1

I want to create a special type of object, based on the pandas.DataFrame object, which will always be created based on a particular input file type.

I have been able to design a class that can be created the same way as a normal DataFrame, i.e.:

class CustomDF(pd.DataFrame):
 ...
Obj = CustomDF({'a':[1,2],'b':[3,4]})

But I want to change the initialization behaviour to accept a csv filename and import it. I know Pandas allows this using:

df = pd.read_csv(filename)

But I can't get it to work within my new class when I do:

class CustomDF(pd.DataFrame):
 def __init__(self, filename):
 self = pd.read_csv(filename)

And although there is no error when I create an object with this class, I do get the error 'CustomDF' object has no attribute '_data' when trying to access it.

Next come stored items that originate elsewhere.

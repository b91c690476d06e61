//! Default-name derivation for extracted notes.
//!
//! The derived name is built from the selection's first block only: the lead
//! paragraph is assumed to carry the descriptive keywords, while later blocks
//! (quotes, code, lists) would pollute the title. Only lowercase Latin
//! letters survive tokenization; numbers, punctuation and non-Latin scripts
//! are discarded. That is a documented limitation, not an oversight.

use chrono::{DateTime, Local};
use regex::{Captures, Regex};
use std::sync::OnceLock;

use crate::config::ExtractConfig;
use crate::stopwords;

/// Date-token alphabet accepted inside `{DATE:<pattern>}`, mapped to chrono
/// specifiers. Longer tokens are listed before their prefixes so the
/// translator can match greedily.
const DATE_TOKENS: &[(&str, &str)] = &[
    ("YYYY", "%Y"),
    ("YY", "%y"),
    ("MMMM", "%B"),
    ("MMM", "%b"),
    ("MM", "%m"),
    ("M", "%-m"),
    ("dddd", "%A"),
    ("ddd", "%a"),
    ("DD", "%d"),
    ("D", "%-d"),
    ("HH", "%H"),
    ("H", "%-H"),
    ("hh", "%I"),
    ("h", "%-I"),
    ("mm", "%M"),
    ("m", "%-M"),
    ("ss", "%S"),
    ("s", "%-S"),
    ("A", "%p"),
    ("a", "%P"),
];

fn date_token_re() -> &'static Regex {
    static RE: OnceLock<Regex> = OnceLock::new();
    RE.get_or_init(|| Regex::new(r"\{DATE:([^}]+)\}").unwrap())
}

/// Derive the default name for a note extracted from `selected_text`.
///
/// Pure given `now`: every `{DATE:...}` token in the format expands with the
/// same captured timestamp, so a name can never straddle a clock tick.
pub fn derive_name(
    selected_text: &str,
    config: &ExtractConfig,
    now: DateTime<Local>,
) -> String {
    let keywords = keyword_segment(selected_text, config);
    let named = config.format.replace("{nWords}", &keywords);
    expand_date_tokens(&named, now)
}

/// The first `nWords` non-stopword words of the selection's first block,
/// hyphen-joined. May be empty (all-stopword or all-punctuation selections,
/// or `nWords == 0`); callers must tolerate that.
pub fn keyword_segment(selected_text: &str, config: &ExtractConfig) -> String {
    let first_block = selected_text.split("\n\n").next().unwrap_or("");
    let cleaned: String = first_block
        .to_lowercase()
        .chars()
        .filter(|c| c.is_ascii_lowercase() || c.is_whitespace())
        .collect();
    let words: Vec<String> =
        cleaned.split_whitespace().map(str::to_string).collect();
    let kept = stopwords::remove_stopwords(words, &config.custom_stopwords);
    kept.into_iter()
        .take(config.n_words)
        .collect::<Vec<_>>()
        .join("-")
}

/// Expand every `{DATE:<pattern>}` token in `input` using `now`.
///
/// Also used for subdirectory templates. `{DATE:}` with an empty pattern is
/// left untouched.
pub fn expand_date_tokens(input: &str, now: DateTime<Local>) -> String {
    date_token_re()
        .replace_all(input, |caps: &Captures| {
            now.format(&translate_date_pattern(&caps[1])).to_string()
        })
        .to_string()
}

/// Translate a date-token pattern (`YYYY-MM-DD`) into a chrono format
/// string (`%Y-%m-%d`). Unrecognized characters pass through literally;
/// a literal `%` is escaped so chrono never sees a stray specifier and
/// formatting cannot panic.
fn translate_date_pattern(pattern: &str) -> String {
    let mut out = String::with_capacity(pattern.len() + 4);
    let mut rest = pattern;
    'scan: while !rest.is_empty() {
        for (token, spec) in DATE_TOKENS {
            if let Some(tail) = rest.strip_prefix(token) {
                out.push_str(spec);
                rest = tail;
                continue 'scan;
            }
        }
        match rest.chars().next() {
            Some('%') => {
                out.push_str("%%");
                rest = &rest[1..];
            }
            Some(ch) => {
                out.push(ch);
                rest = &rest[ch.len_utf8()..];
            }
            None => break,
        }
    }
    out
}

I have tried changing self = pd.read_csv(filename) to self._data = pd.read_csv(filename) or self.data = pd.read_csv(filename) but this doesn't have any effect.

What is the proper way to accomplish this? Is there a better approach to doing this same thing?

asked Nov 29, 2018 at 6:31

1 Answer 1

1

I tried your code and the error I got was

main:4: UserWarning: Pandas doesn't allow columns to be created via a new attribute name - see https://pandas.pydata.org/pandas-docs/stable/indexing.html#attribute-access

This basically means that pandas has an issue when you do the following step

self.data = pd.read_csv(filename)

The reason is that your CustomDF is a dataframe. Think of a dataframe df. When you df.someColumnName, you get the values of that column. when you try to do something like df.someColumnName = something, you are trying to create a new column. You cannot create a column like that.

I removed the inheritance of pd.DataFrame in CustomDF and it works fine.

import pandas as pd 
class CustomDF():
 def __init__(self, filename):
 self.data = pd.read_csv(filename)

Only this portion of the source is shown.